GOAL OF THE EXERCISE
Find every line in the records that holds the string "optional". Copy each one.

TASK INPUT
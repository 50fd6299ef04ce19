//! Object compaction and renumbering, per spec §4.3.
//!
//! `RenumberMap` starts as the identity map (or as the deduplicator's
//! collapse map) and is walked by [`compact`] to assign a contiguous
//! `1..=k` numbering to every in-use object.

use crate::object::{Object, ObjectRef};
use crate::writer::usage::UseList;
use std::collections::HashMap;

/// `new_num[old]` -> new object number, 0 meaning "dropped". Maintains the
/// reverse map `rev[new] = old` alongside it.
#[derive(Debug, Clone)]
pub struct RenumberMap {
    new_num: Vec<u32>,
    rev: Vec<u32>,
}

impl RenumberMap {
    /// Identity map over object numbers `0..len`.
    pub fn identity(len: usize) -> Self {
        let new_num: Vec<u32> = (0..len as u32).collect();
        Self {
            rev: new_num.clone(),
            new_num,
        }
    }

    /// Number of object slots tracked.
    pub fn len(&self) -> usize {
        self.new_num.len()
    }

    /// Whether the map tracks no object slots.
    pub fn is_empty(&self) -> bool {
        self.new_num.is_empty()
    }

    fn ensure_len(&mut self, num: u32) {
        let needed = num as usize + 1;
        if self.new_num.len() < needed {
            self.new_num.resize(needed, 0);
        }
    }

    /// Map `old` to `new`, recording the reverse entry. 0 means "dropped".
    pub fn set(&mut self, old: u32, new: u32) {
        self.ensure_len(old);
        self.new_num[old as usize] = new;
        if new != 0 {
            let needed = new as usize + 1;
            if self.rev.len() < needed {
                self.rev.resize(needed, 0);
            }
            self.rev[new as usize] = old;
        }
    }

    /// The new object number for `old`, or `None` if dropped/untracked.
    pub fn get(&self, old: u32) -> Option<u32> {
        match self.new_num.get(old as usize).copied() {
            Some(0) | None => None,
            Some(n) => Some(n),
        }
    }

    /// The original object number that now maps to `new`, if any.
    pub fn original_of(&self, new: u32) -> Option<u32> {
        self.rev.get(new as usize).copied()
    }

    /// Reset every entry back to the identity mapping.
    pub fn reset_to_identity(&mut self) {
        for (old, slot) in self.new_num.iter_mut().enumerate() {
            *slot = old as u32;
        }
        self.rev.clone_from(&self.new_num);
    }
}

/// Step 1 of §4.3: walk `renumber_map` (already populated by the
/// deduplicator, or identity if dedup did not run) and assign the next free
/// low number to every object that is in-use and not already collapsed onto
/// another object.
///
/// Requires `renumber_map[num] <= num` for every `num` (guaranteed by the
/// deduplicator, which only ever collapses a higher number onto a lower
/// one).
pub fn compact(map: &mut RenumberMap, use_list: &UseList) {
    let mut next_free = 1u32;
    let mut resolved: HashMap<u32, u32> = HashMap::new();

    for num in 1..map.len() as u32 {
        let target = map.get(num).unwrap_or(num);

        if !use_list.is_used(target) {
            map.set(num, 0);
            continue;
        }

        if target == num {
            let assigned = next_free;
            next_free += 1;
            resolved.insert(num, assigned);
            map.set(num, assigned);
        } else {
            // Inherit the already-computed new number of the collapse
            // target; targets are always processed first since dedup only
            // ever maps a higher number onto a lower one.
            let assigned = resolved.get(&target).copied().unwrap_or(0);
            resolved.insert(num, assigned);
            map.set(num, assigned);
        }
    }
}

/// Step 2 of §4.3: rewrite every indirect reference in `obj` under `map`.
/// References to dropped objects become `Object::Null`.
pub fn renumber_object(obj: &Object, map: &RenumberMap) -> Object {
    match obj {
        Object::Reference(r) => match map.get(r.id) {
            Some(new_id) => Object::Reference(ObjectRef::new(new_id, r.gen)),
            None => Object::Null,
        },
        Object::Array(items) => Object::Array(items.iter().map(|i| renumber_object(i, map)).collect()),
        Object::Dictionary(dict) => {
            Object::Dictionary(dict.iter().map(|(k, v)| (k.clone(), renumber_object(v, map))).collect())
        }
        Object::Stream { dict, data } => Object::Stream {
            dict: dict.iter().map(|(k, v)| (k.clone(), renumber_object(v, map))).collect(),
            data: data.clone(),
        },
        other => other.clone(),
    }
}

/// Rewrite every object in `objects` (including the trailer, passed as the
/// last element by convention of the caller) under `map`, and reset `map`
/// back to the identity — the new numbering is now baked into the objects
/// themselves.
pub fn renumber_all(objects: &mut HashMap<u32, (u16, Object)>, map: &mut RenumberMap) {
    let mut renumbered = HashMap::with_capacity(objects.len());

    for (old_num, (gen, obj)) in objects.drain() {
        let Some(new_num) = map.get(old_num) else {
            continue;
        };
        renumbered.insert(new_num, (gen, renumber_object(&obj, map)));
    }

    *objects = renumbered;
    map.reset_to_identity();
}
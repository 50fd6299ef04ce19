// Allow some clippy lints that are too pedantic for this project
#![allow(clippy::type_complexity)]
#![allow(clippy::too_many_arguments)]
#![allow(clippy::needless_range_loop)]
#![allow(clippy::enum_variant_names)]
#![allow(clippy::wrong_self_convention)]
#![allow(clippy::explicit_counter_loop)]
#![allow(clippy::doc_overindented_list_items)]
#![allow(clippy::should_implement_trait)]
#![allow(clippy::redundant_guards)]
#![allow(clippy::regex_creation_in_loops)]
#![allow(clippy::manual_find)]
#![allow(clippy::match_like_matches_macro)]
// Allow unused for tests
#![cfg_attr(test, allow(dead_code))]
#![cfg_attr(test, allow(unused_variables))]

//! # PDF Oxide
//!
//! A PDF writer core: serializes an in-memory document model (cross-reference
//! table + trailer) back to bytes, with optional garbage collection, object
//! deduplication, renumbering/compaction, page-resource localization, and
//! fast-web-view linearization (ISO 32000-1 Annex F).
//!
//! ## Scope
//!
//! This crate owns the write path only. The object model
//! ([`object::Object`]/[`object::ObjectRef`]), the stream decoding filters
//! ([`decoders`]), and the classic/stream xref parser ([`xref`]) are consumed
//! as given rather than redesigned — they exist here because the writer needs
//! to read an existing file back in for incremental updates and resource
//! localization.
//!
//! ## Quick start
//!
//! ```ignore
//! use pdf_oxide::writer::{Options, GarbageLevel, WriteDriver, WriteDocument};
//!
//! # fn example(doc: WriteDocument) -> pdf_oxide::Result<()> {
//! let mut options = Options::default();
//! options.garbage = GarbageLevel::Dedupe;
//! options.linearize = true;
//!
//! let bytes = WriteDriver::new(options, "1.7").write_to_vec(doc)?;
//! # Ok(())
//! # }
//! ```
//!
//! ## License
//!
//! Licensed under either of:
//!
//! * Apache License, Version 2.0 ([LICENSE-APACHE](LICENSE-APACHE) or <http://www.apache.org/licenses/LICENSE-2.0>)
//! * MIT license ([LICENSE-MIT](LICENSE-MIT) or <http://opensource.org/licenses/MIT>)
//!
//! at your option.

#![warn(missing_docs)]
#![cfg_attr(docsrs, feature(doc_cfg))]

// Error handling
pub mod error;

// Core PDF parsing (external collaborator: object model + xref)
pub mod lexer;
pub mod object;
pub mod objstm;
pub mod parser;
/// Parser configuration options
pub mod parser_config;
pub mod xref;
pub mod xref_reconstruction;

// Stream decoders (external collaborator, consumed not redesigned)
pub mod decoders;

// Encryption support (shared by the writer's encrypted-save path)
pub mod encryption;

pub mod geometry;

// Ambient configuration
pub mod config;

// PDF writer core
pub mod writer;

// Digital signatures (optional)
#[cfg(feature = "signatures")]
#[cfg_attr(docsrs, doc(cfg(feature = "signatures")))]
pub mod signatures;

pub use error::{Error, Result};

// Version info
/// Library version
pub const VERSION: &str = env!("CARGO_PKG_VERSION");

/// Library name
pub const NAME: &str = env!("CARGO_PKG_NAME");

#[cfg(test)]
mod tests {
    use super::*;

    #[test]
    fn test_version() {
        // VERSION is populated from CARGO_PKG_VERSION at compile time
        assert!(VERSION.starts_with("0."));
    }

    #[test]
    fn test_name() {
        assert_eq!(NAME, "pdf_oxide");
    }
}
//! End-to-end save scenarios exercising the full two-pass driver against
//! small hand-built documents, covering the concrete scenarios and
//! universal invariants named in the writer core's testable-properties
//! section.

use pdf_oxide::object::{Object, ObjectRef};
use pdf_oxide::writer::{GarbageLevel, Options, WriteDocument, WriteDriver};
use std::collections::HashMap;

fn dict(pairs: &[(&str, Object)]) -> Object {
    Object::Dictionary(pairs.iter().map(|(k, v)| (k.to_string(), v.clone())).collect())
}

/// 1-page doc: catalog (1), pages (2), page (3), content stream (4), font (5).
fn minimal_one_page_doc() -> WriteDocument {
    let mut doc = WriteDocument::new();

    doc.insert_object(
        1,
        0,
        dict(&[
            ("Type", Object::Name("Catalog".to_string())),
            ("Pages", Object::Reference(ObjectRef::new(2, 0))),
        ]),
    );
    doc.insert_object(
        2,
        0,
        dict(&[
            ("Type", Object::Name("Pages".to_string())),
            ("Kids", Object::Array(vec![Object::Reference(ObjectRef::new(3, 0))])),
            ("Count", Object::Integer(1)),
        ]),
    );
    doc.insert_object(
        3,
        0,
        dict(&[
            ("Type", Object::Name("Page".to_string())),
            ("Parent", Object::Reference(ObjectRef::new(2, 0))),
            ("Contents", Object::Reference(ObjectRef::new(4, 0))),
            (
                "Resources",
                dict(&[("Font", dict(&[("F1", Object::Reference(ObjectRef::new(5, 0)))]))]),
            ),
        ]),
    );
    doc.insert_object(
        4,
        0,
        Object::Stream {
            dict: HashMap::new(),
            data: bytes::Bytes::from_static(b"BT /F1 12 Tf (Hi) Tj ET"),
        },
    );
    doc.insert_object(
        5,
        0,
        dict(&[
            ("Type", Object::Name("Font".to_string())),
            ("Subtype", Object::Name("Type1".to_string())),
            ("BaseFont", Object::Name("Helvetica".to_string())),
        ]),
    );

    doc.set_trailer_value("Root", Object::Reference(ObjectRef::new(1, 0)));
    doc
}

/// E1: minimal 1-page doc, defaults — header/footer shape, 6 xref entries
/// (5 objects + the free-list head at 0).
#[test]
fn e1_minimal_document_defaults() {
    let doc = minimal_one_page_doc();
    let mut driver = WriteDriver::new(Options::default(), "1.7");
    let bytes = driver.write_to_vec(doc).unwrap();

    assert!(bytes.starts_with(b"%PDF-1.7\n%"));
    let text = String::from_utf8_lossy(&bytes);
    assert!(text.trim_end().ends_with("%%EOF"));

    let xref_start = text.find("\nxref\n").expect("xref section present") + 1;
    let xref_section = &text[xref_start..];
    let subsection_header = xref_section.lines().nth(1).unwrap();
    assert_eq!(subsection_header, "0 6");
}

/// E2: 3-page doc with duplicate identical image streams, garbage=DedupeStreams
/// — exactly one copy of the image survives, and every page's reference to
/// it resolves to the same (possibly renumbered) object.
#[test]
fn e2_duplicate_image_streams_collapse_under_dedupe() {
    let mut doc = WriteDocument::new();
    let image_dict = || {
        let mut d = HashMap::new();
        d.insert("Type".to_string(), Object::Name("XObject".to_string()));
        d.insert("Subtype".to_string(), Object::Name("Image".to_string()));
        d.insert("Width".to_string(), Object::Integer(1));
        d.insert("Height".to_string(), Object::Integer(1));
        d.insert("Filter".to_string(), Object::Name("FlateDecode".to_string()));
        d
    };
    let image_bytes = bytes::Bytes::from_static(b"identical-pixel-data");

    // Two distinct object numbers, byte-identical stream bodies.
    doc.insert_object(10, 0, Object::Stream { dict: image_dict(), data: image_bytes.clone() });
    doc.insert_object(11, 0, Object::Stream { dict: image_dict(), data: image_bytes.clone() });
    doc.insert_object(12, 0, Object::Stream { dict: image_dict(), data: image_bytes });

    let page = |num: u32, image_obj: u32| {
        dict(&[
            ("Type", Object::Name("Page".to_string())),
            ("Parent", Object::Reference(ObjectRef::new(2, 0))),
            (
                "Resources",
                dict(&[("XObject", dict(&[("Im0", Object::Reference(ObjectRef::new(image_obj, 0)))]))]),
            ),
            ("_marker", Object::Integer(num as i64)),
        ])
    };
    doc.insert_object(3, 0, page(3, 10));
    doc.insert_object(4, 0, page(4, 11));
    doc.insert_object(5, 0, page(5, 12));

    doc.insert_object(
        2,
        0,
        dict(&[
            ("Type", Object::Name("Pages".to_string())),
            (
                "Kids",
                Object::Array(vec![
                    Object::Reference(ObjectRef::new(3, 0)),
                    Object::Reference(ObjectRef::new(4, 0)),
                    Object::Reference(ObjectRef::new(5, 0)),
                ]),
            ),
            ("Count", Object::Integer(3)),
        ]),
    );
    doc.insert_object(
        1,
        0,
        dict(&[
            ("Type", Object::Name("Catalog".to_string())),
            ("Pages", Object::Reference(ObjectRef::new(2, 0))),
        ]),
    );
    doc.set_trailer_value("Root", Object::Reference(ObjectRef::new(1, 0)));

    let options = Options { garbage: GarbageLevel::DedupeStreams, ..Default::default() };
    let mut driver = WriteDriver::new(options, "1.7");
    let bytes = driver.write_to_vec(doc).unwrap();

    let text = String::from_utf8_lossy(&bytes);
    assert_eq!(text.matches("identical-pixel-data").count(), 1, "exactly one copy of the image body should survive");
}

/// E4: a dangling reference in a page dict — pointing at an object number
/// nothing resolves to — is rewritten to a direct `null` literal by the
/// reachability marker, under default options (no garbage collection
/// requested).
#[test]
fn e4_dangling_reference_in_page_dict_rewritten_to_null() {
    let mut doc = WriteDocument::new();
    doc.insert_object(1, 0, dict(&[("Type", Object::Name("Catalog".to_string())), ("Pages", Object::Reference(ObjectRef::new(2, 0)))]));
    doc.insert_object(
        2,
        0,
        dict(&[
            ("Type", Object::Name("Pages".to_string())),
            ("Kids", Object::Array(vec![Object::Reference(ObjectRef::new(3, 0))])),
            ("Count", Object::Integer(1)),
        ]),
    );
    doc.insert_object(
        3,
        0,
        dict(&[
            ("Type", Object::Name("Page".to_string())),
            ("Parent", Object::Reference(ObjectRef::new(2, 0))),
            // Object 999 does not exist anywhere in the document.
            ("Annots", Object::Array(vec![Object::Reference(ObjectRef::new(999, 0))])),
        ]),
    );
    doc.set_trailer_value("Root", Object::Reference(ObjectRef::new(1, 0)));

    let mut driver = WriteDriver::new(Options::default(), "1.7");
    let bytes = driver.write_to_vec(doc).unwrap();

    let text = String::from_utf8_lossy(&bytes);
    assert!(!text.contains("999"), "the dangling object number must not survive into the output");
    assert!(text.contains("/Annots [null]") || text.contains("/Annots[null]"), "the dangling reference should be rewritten to a direct null literal");
}

/// Boundary behavior distinct from E4: an indirect reference to a stream's
/// `/Length` is inlined as a direct integer (not left as a dangling `null`,
/// since the referenced object does resolve).
#[test]
fn stream_with_indirect_length_resolves_to_direct_integer() {
    let mut doc = WriteDocument::new();
    doc.insert_object(1, 0, dict(&[("Type", Object::Name("Catalog".to_string())), ("Pages", Object::Reference(ObjectRef::new(2, 0)))]));
    doc.insert_object(
        2,
        0,
        dict(&[
            ("Type", Object::Name("Pages".to_string())),
            ("Kids", Object::Array(vec![Object::Reference(ObjectRef::new(3, 0))])),
            ("Count", Object::Integer(1)),
        ]),
    );
    doc.insert_object(3, 0, dict(&[("Type", Object::Name("Page".to_string())), ("Contents", Object::Reference(ObjectRef::new(4, 0)))]));

    let mut stream_dict = HashMap::new();
    stream_dict.insert("Length".to_string(), Object::Reference(ObjectRef::new(5, 0)));
    doc.insert_object(4, 0, Object::Stream { dict: stream_dict, data: bytes::Bytes::from_static(b"0123456789") });
    doc.insert_object(5, 0, Object::Integer(10));

    doc.set_trailer_value("Root", Object::Reference(ObjectRef::new(1, 0)));

    let mut driver = WriteDriver::new(Options::default(), "1.7");
    let bytes = driver.write_to_vec(doc).unwrap();

    let text = String::from_utf8_lossy(&bytes);
    assert!(text.contains("/Length 10"), "indirect /Length should be baked to a direct integer");
}
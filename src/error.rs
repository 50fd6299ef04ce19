//! Error types for the PDF library.
//!
//! This module defines all error types that can occur during PDF parsing and processing.

/// Result type alias for PDF library operations.
pub type Result<T> = std::result::Result<T, Error>;

/// Error types that can occur during PDF processing.
#[derive(Debug, thiserror::Error)]
#[allow(clippy::enum_variant_names)] // "Invalid" prefix is intentional for clarity
pub enum Error {
    /// Invalid PDF header (expected '%PDF-')
    #[error("Invalid PDF header: expected '%PDF-', found '{0}'")]
    InvalidHeader(String),

    /// Unsupported PDF version
    #[error("Unsupported PDF version: {0}")]
    UnsupportedVersion(String),

    /// Parse error at specific byte offset
    #[error("Failed to parse object at byte {offset}: {reason}")]
    ParseError {
        /// Byte offset where error occurred
        offset: usize,
        /// Reason for parse failure
        reason: String,
    },

    /// Parse warning (non-fatal)
    #[error("Parse warning at byte {offset}: {message}")]
    ParseWarning {
        /// Byte offset where warning occurred
        offset: usize,
        /// Warning message
        message: String,
    },

    /// Invalid cross-reference table
    #[error("Invalid cross-reference table")]
    InvalidXref,

    /// Referenced object not found in cross-reference table
    #[error("Object not found: {0} {1} R")]
    ObjectNotFound(u32, u16),

    /// Object has wrong type
    #[error("Invalid object type: expected {expected}, found {found}")]
    InvalidObjectType {
        /// Expected object type
        expected: String,
        /// Actual object type found
        found: String,
    },

    /// Unexpected end of file
    #[error("End of file reached unexpectedly")]
    UnexpectedEof,

    /// IO error
    #[error("IO error: {0}")]
    Io(#[from] std::io::Error),

    /// UTF-8 decoding error
    #[error("UTF-8 decoding error: {0}")]
    Utf8Error(#[from] std::str::Utf8Error),

    /// Unsupported feature
    #[error("Unsupported feature: {0}")]
    Unsupported(String),

    // Additional error types for later phases
    /// Invalid PDF structure (generic)
    #[error("Invalid PDF: {0}")]
    InvalidPdf(String),

    /// Stream decoding error
    #[error("Stream decoding error: {0}")]
    Decode(String),

    /// Unsupported stream filter
    #[error("Unsupported filter: {0}")]
    UnsupportedFilter(String),

    /// Font error
    #[error("Font error: {0}")]
    Font(String),

    /// Image error
    #[error("Image error: {0}")]
    Image(String),

    /// Circular reference detected in object graph
    #[error("Circular reference detected: object {0}")]
    CircularReference(crate::object::ObjectRef),

    /// Recursion depth limit exceeded
    #[error("Recursion depth limit exceeded (max: {0})")]
    RecursionLimitExceeded(u32),

    /// The input is incomplete; the caller should retry once more data is
    /// available. Always propagated unchanged, never swallowed or repaired.
    #[error("Operation must be retried: {0}")]
    RetryLater(String),

    /// A one-shot compression pass (e.g. Flate) failed.
    #[error("Compression failed: {0}")]
    CompressionFailure(String),

    /// Two mutually exclusive write options were both requested
    /// (e.g. incremental update together with garbage collection or
    /// linearization).
    #[error("Illegal option combination: {0}")]
    IllegalOptionCombination(String),

    /// The signature patcher could not locate `/ByteRange`, `/Contents`, or
    /// `/Filter` within the fixed search window around a signature field's
    /// parent object offset.
    #[error("Signature fields did not fit within the {window}-byte patch window at offset {offset}")]
    SignatureWindowOverflow {
        /// Byte offset of the signature field's parent object.
        offset: usize,
        /// Size of the search window, in bytes.
        window: usize,
    },
}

PROBLEM SOLUTION
//! table + trailer) back to bytes, with optional garbage collection, object
// Digital signatures (optional)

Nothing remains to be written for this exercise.